Seated man with serious expression resting head on hands

Image source: Getty Images.

1. Contribute more money to a tax-advantaged savings account

At a time when your income is sluggish, parting with more of it may seem undesirable. But actually, there are ways you can pay yourself and save money on taxes at the same time, thereby helping to compensate for a lower income level on the whole.

First, try ramping up your 401(k) or IRA contributions. If you're saving in a traditional retirement plan as opposed to a Roth account, the money you contribute goes in tax-free, which means the IRS can't tax you on that income.

Another option is to put more money into a health savings account, or HSA, if you're able to participate in one. Eligibility for an HSA hinges on being enrolled in a high-deductible health insurance plan, which is currently defined as an individual deductible of $1,400 or more or a family-level deductible of $2,800 or more.

The great thing about HSA funds is that they don't expire, so you can carry that money forward and use it for future healthcare needs. At the same time, the money you contribute gets the same treatment as money that goes into a traditional 401(k) or IRA, which means you'll shield more of your income from the IRS.

2. Capitalize on losing investments

The stock market has been volatile since COVID-19 started spreading in the U.S., and usually, leaving your portfolio alone is a good way to avoid locking in losses. But if you have a specific investment in your portfolio that's doing really poorly, unloading it at a loss can benefit you in two ways.

First, by liquidating that investment, you'll free up cash that you may need to cover expenses in light of the hit your income has taken. Secondly, you'll get to take advantage of a strategy known as tax-loss harvesting. When you lock in losses on an investment, you can use those losses to offset capital gains, thereby avoiding taxes on them.
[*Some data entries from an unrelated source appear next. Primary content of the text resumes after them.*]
//! Pack assignment use cases
//!
//! Assigning a pack validates the request against the directory and the
//! catalog, expands the weekly slots, rejects the whole request on any
//! conflict and otherwise materializes everything in one transaction.

use std::collections::HashMap;
use std::sync::Arc;

use chrono::NaiveDate;
use tracing::{info, warn};

use super::notify_detached;
use crate::application::ports::NotificationSender;
use crate::domain::assignment::{
    AssignmentPlan, AssignmentStatus, CancellationOutcome, PackAssignment, WeeklySlot,
};
use crate::domain::pack::PackDefinition;
use crate::domain::payment::{MonthlyPaymentDue, PaymentFilter};
use crate::domain::reservation::{Reservation, ReservationFilter};
use crate::domain::schedule::{SchedulingWindow, ScheduleConflict, SlotPattern, TimeRange};
use crate::domain::{DomainError, DomainResult, RepositoryProvider, Room, User};
use crate::notifications::{AssignmentCancelledEvent, Event, PackAssignedEvent};
use crate::shared::Clock;

/// One weekly slot as requested by the caller.
#[derive(Debug, Clone)]
pub struct WeeklySlotInput {
    /// 0–6, 0 = Sunday
    pub weekday: u8,
    pub start_time: String,
    pub end_time: String,
    pub room_id: i32,
}

#[derive(Debug, Clone)]
pub struct AssignPackCommand {
    pub pack_id: i32,
    pub user_id: i32,
    pub recurring: bool,
    pub start_date: Option<NaiveDate>,
    pub deadline: Option<NaiveDate>,
    /// When set, every room must belong to this sede
    pub sede_id: Option<i32>,
    pub weekly_slots: Vec<WeeklySlotInput>,
}

/// Result of a successful assignment
#[derive(Debug, Clone)]
pub struct AssignmentSummary {
    pub assignment: PackAssignment,
    pub reservations_generated: usize,
    pub date_from: NaiveDate,
    pub date_to: NaiveDate,
    pub monthly_payments: Vec<MonthlyPaymentDue>,
}

/// Dry run of an assignment request
#[derive(Debug, Clone)]
pub struct ConflictCheck {
    pub date_from: NaiveDate,
    pub date_to: NaiveDate,
    pub reservations_planned: usize,
    pub conflicts: Vec<ScheduleConflict>,
}

#[derive(Debug, Clone)]
pub struct AssignmentDetails {
    pub assignment: PackAssignment,
    pub slots: Vec<WeeklySlot>,
}

struct PreparedAssignment {
    pack: PackDefinition,
    user: User,
    plan: AssignmentPlan,
}

pub struct PackAssignmentService {
    repos: Arc<dyn RepositoryProvider>,
    notifier: Arc<dyn NotificationSender>,
    clock: Arc<dyn Clock>,
    window: SchedulingWindow,
}

impl PackAssignmentService {
    pub fn new(
        repos: Arc<dyn RepositoryProvider>,
        notifier: Arc<dyn NotificationSender>,
        clock: Arc<dyn Clock>,
        window: SchedulingWindow,
    ) -> Self {
        Self {
            repos,
            notifier,
            clock,
            window,
        }
    }

    /// Assign a pack and generate its reservations and monthly dues.
    ///
    /// Fails with `DomainError::ScheduleConflict` carrying every conflict
    /// when any occurrence is taken; nothing is written in that case.
    pub async fn assign(&self, cmd: AssignPackCommand) -> DomainResult<AssignmentSummary> {
        let prepared = self.prepare(&cmd).await?;

        let conflicts = self
            .repos
            .reservations()
            .scan_conflicts(&prepared.plan.slots)
            .await?;
        if !conflicts.is_empty() {
            return Err(self.reject(&cmd, conflicts));
        }

        let materialized = match self.repos.assignments().materialize(&prepared.plan).await {
            Ok(m) => m,
            Err(DomainError::ScheduleConflict(conflicts)) => {
                return Err(self.reject(&cmd, conflicts));
            }
            Err(e) => return Err(e),
        };

        metrics::counter!("pack_reservations_generated_total")
            .increment(materialized.reservations_generated as u64);
        info!(
            assignment_id = materialized.assignment.id,
            pack_id = prepared.pack.id,
            user_id = prepared.user.id,
            reservations = materialized.reservations_generated,
            months = materialized.payments.len(),
            "Pack assigned"
        );

        let summary = AssignmentSummary {
            reservations_generated: materialized.reservations_generated,
            date_from: prepared.plan.range.from(),
            date_to: prepared.plan.last_date(),
            monthly_payments: materialized.payments,
            assignment: materialized.assignment,
        };

        notify_detached(
            &self.notifier,
            Event::PackAssigned(PackAssignedEvent {
                assignment_id: summary.assignment.id,
                user_id: prepared.user.id,
                user_name: prepared.user.name,
                user_email: prepared.user.email,
                pack_name: prepared.pack.name,
                date_from: summary.date_from,
                date_to: summary.date_to,
                reservations_generated: summary.reservations_generated,
                monthly_payments: summary.monthly_payments.len(),
            }),
        );

        Ok(summary)
    }

    /// Validate and scan an assignment request without writing anything.
    pub async fn check(&self, cmd: AssignPackCommand) -> DomainResult<ConflictCheck> {
        let prepared = self.prepare(&cmd).await?;
        let conflicts = self
            .repos
            .reservations()
            .scan_conflicts(&prepared.plan.slots)
            .await?;
        Ok(ConflictCheck {
            date_from: prepared.plan.range.from(),
            date_to: prepared.plan.last_date(),
            reservations_planned: prepared.plan.slots.len(),
            conflicts,
        })
    }

    pub async fn cancel(&self, id: i32) -> DomainResult<CancellationOutcome> {
        let outcome = self
            .repos
            .assignments()
            .cancel(id, self.clock.now_local(), self.clock.now_utc())
            .await?;

        info!(
            assignment_id = id,
            reservations_cancelled = outcome.reservations_cancelled,
            payments_cancelled = outcome.payments_cancelled,
            "Pack assignment cancelled"
        );

        notify_detached(
            &self.notifier,
            Event::AssignmentCancelled(AssignmentCancelledEvent {
                assignment_id: id,
                user_id: outcome.assignment.user_id,
                reservations_cancelled: outcome.reservations_cancelled,
                payments_cancelled: outcome.payments_cancelled,
            }),
        );

        Ok(outcome)
    }

    pub async fn get(&self, id: i32) -> DomainResult<AssignmentDetails> {
        let assignment = self.find(id).await?;
        let slots = self.repos.assignments().find_slots(id).await?;
        Ok(AssignmentDetails { assignment, slots })
    }

    pub async fn list(
        &self,
        user_id: Option<i32>,
        status: Option<AssignmentStatus>,
    ) -> DomainResult<Vec<PackAssignment>> {
        self.repos.assignments().find_all(user_id, status).await
    }

    pub async fn reservations(&self, id: i32) -> DomainResult<Vec<Reservation>> {
        self.find(id).await?;
        let filter = ReservationFilter {
            pack_assignment_id: Some(id),
            ..Default::default()
        };
        self.repos.reservations().find(&filter).await
    }

    pub async fn payments(&self, id: i32) -> DomainResult<Vec<MonthlyPaymentDue>> {
        self.find(id).await?;
        let filter = PaymentFilter {
            assignment_id: Some(id),
            ..Default::default()
        };
        self.repos.payments().find(&filter).await
    }

    async fn find(&self, id: i32) -> DomainResult<PackAssignment> {
        self.repos
            .assignments()
            .find_by_id(id)
            .await?
            .ok_or_else(|| DomainError::not_found("PackAssignment", "id", id))
    }

    async fn prepare(&self, cmd: &AssignPackCommand) -> DomainResult<PreparedAssignment> {
        let pack = self
            .repos
            .packs()
            .find_by_id(cmd.pack_id)
            .await?
            .ok_or_else(|| DomainError::not_found("Pack", "id", cmd.pack_id))?;
        pack.ensure_assignable()?;

        let user = self
            .repos
            .users()
            .find_by_id(cmd.user_id)
            .await?
            .ok_or_else(|| DomainError::not_found("User", "id", cmd.user_id))?;
        user.ensure_active()?;

        if let Some(sede_id) = cmd.sede_id {
            self.repos
                .rooms()
                .find_sede(sede_id)
                .await?
                .ok_or_else(|| DomainError::not_found("Sede", "id", sede_id))?;
        }

        let mut rooms: HashMap<i32, Room> = HashMap::new();
        let mut patterns = Vec::with_capacity(cmd.weekly_slots.len());
        for slot in &cmd.weekly_slots {
            if !rooms.contains_key(&slot.room_id) {
                let room = self
                    .repos
                    .rooms()
                    .find_by_id(slot.room_id)
                    .await?
                    .ok_or_else(|| DomainError::not_found("Room", "id", slot.room_id))?;
                room.ensure_bookable(cmd.sede_id)?;
                rooms.insert(room.id, room);
            }
            let range = TimeRange::parse(&slot.start_time, &slot.end_time)?;
            patterns.push(SlotPattern::new(slot.weekday, range, slot.room_id)?);
        }

        let range = self
            .window
            .resolve(self.clock.today(), cmd.start_date, cmd.deadline)?;
        let plan = AssignmentPlan::build(&pack, user.id, cmd.recurring, range, patterns)?;

        Ok(PreparedAssignment { pack, user, plan })
    }

    fn reject(&self, cmd: &AssignPackCommand, conflicts: Vec<ScheduleConflict>) -> DomainError {
        metrics::counter!("schedule_conflicts_detected_total").increment(conflicts.len() as u64);
        warn!(
            pack_id = cmd.pack_id,
            user_id = cmd.user_id,
            conflicts = conflicts.len(),
            "Pack assignment rejected by schedule conflicts"
        );
        DomainError::ScheduleConflict(conflicts)
    }
}
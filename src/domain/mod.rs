pub mod assignment;
pub mod directory;
pub mod error;
pub mod pack;
pub mod payment;
pub mod repositories;
pub mod reservation;
pub mod schedule;

// Re-export commonly used types
pub use assignment::{AssignmentPlan, AssignmentStatus, PackAssignment, WeeklySlot};
pub use directory::{Room, Sede, User, UserRole};
pub use error::{DomainError, DomainResult};
pub use pack::PackDefinition;
pub use payment::{BillingMonth, MonthlyPaymentDue, PaymentStatus};
pub use repositories::RepositoryProvider;
pub use reservation::{Reservation, ReservationStatus};
pub use schedule::{ScheduleConflict, TimeRange};
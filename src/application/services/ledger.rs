//! Monthly payment ledger use cases

use std::sync::Arc;

use tracing::info;

use super::notify_detached;
use crate::application::ports::NotificationSender;
use crate::domain::payment::{MonthlyPaymentDue, PaymentFilter, SettledPayment};
use crate::domain::{DomainError, DomainResult, RepositoryProvider};
use crate::notifications::{Event, PaymentSettledEvent};
use crate::shared::Clock;

pub struct PaymentLedgerService {
    repos: Arc<dyn RepositoryProvider>,
    notifier: Arc<dyn NotificationSender>,
    clock: Arc<dyn Clock>,
}

impl PaymentLedgerService {
    pub fn new(
        repos: Arc<dyn RepositoryProvider>,
        notifier: Arc<dyn NotificationSender>,
        clock: Arc<dyn Clock>,
    ) -> Self {
        Self {
            repos,
            notifier,
            clock,
        }
    }

    pub async fn list(&self, filter: PaymentFilter) -> DomainResult<Vec<MonthlyPaymentDue>> {
        self.repos.payments().find(&filter).await
    }

    pub async fn get(&self, id: i32) -> DomainResult<MonthlyPaymentDue> {
        self.repos
            .payments()
            .find_by_id(id)
            .await?
            .ok_or_else(|| DomainError::not_found("MonthlyPayment", "id", id))
    }

    /// Settle a month and flag its reservations paid.
    pub async fn mark_paid(&self, id: i32) -> DomainResult<SettledPayment> {
        let settled = self
            .repos
            .payments()
            .mark_paid(id, self.clock.now_utc())
            .await?;

        metrics::counter!("monthly_payments_settled_total").increment(1);
        info!(
            payment_id = id,
            assignment_id = settled.payment.assignment_id,
            month = %settled.payment.month,
            reservations_updated = settled.reservations_updated,
            "Monthly payment settled"
        );

        notify_detached(
            &self.notifier,
            Event::PaymentSettled(PaymentSettledEvent {
                payment_id: id,
                assignment_id: settled.payment.assignment_id,
                user_id: settled.payment.user_id,
                month: settled.payment.month.to_string(),
                amount: settled.payment.amount_paid,
                reservations_updated: settled.reservations_updated,
            }),
        );

        Ok(settled)
    }

    /// Refund part or all of a paid month. Reservations are not touched.
    pub async fn refund(&self, id: i32, amount: Option<i64>) -> DomainResult<MonthlyPaymentDue> {
        let current = self.get(id).await?;
        let mut payment = current.clone();
        let refunded = payment.refund(amount, self.clock.now_utc())?;
        self.repos.payments().update(&current, &payment).await?;

        info!(payment_id = id, refunded, "Monthly payment refunded");
        Ok(payment)
    }

    pub async fn cancel(&self, id: i32) -> DomainResult<MonthlyPaymentDue> {
        let current = self.get(id).await?;
        let mut payment = current.clone();
        payment.cancel(self.clock.now_utc())?;
        self.repos.payments().update(&current, &payment).await?;

        info!(payment_id = id, "Monthly payment cancelled");
        Ok(payment)
    }
}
Don't have gains to offset? You can then use your investment loss to cancel out up to $3,000 of your regular income, thereby reaping savings.

Lower taxes can help when your income declines

Grappling with any amount of income loss is far from easy, but if that's the situation you're in or expect to be in, see if a few smart tax moves could help make up for it. Also, don't hesitate to seek help if your tax situation is complicated or you're unsure which strategies are right for you. As Mark Steber, Chief Tax Information Officer for Jackson Hewitt, says:

2020 is a year full of life changes, and life changes usually impact income. With the widespread layoffs, furloughs, unemployment, and stock market losses, we expect to see more complex tax situations for most taxpayers. Both a mid-year checkup and a year-end checkup are certainly recommended this year to ensure that taxpayers have time to prepare for what's bound to be an unprecedented tax year for many.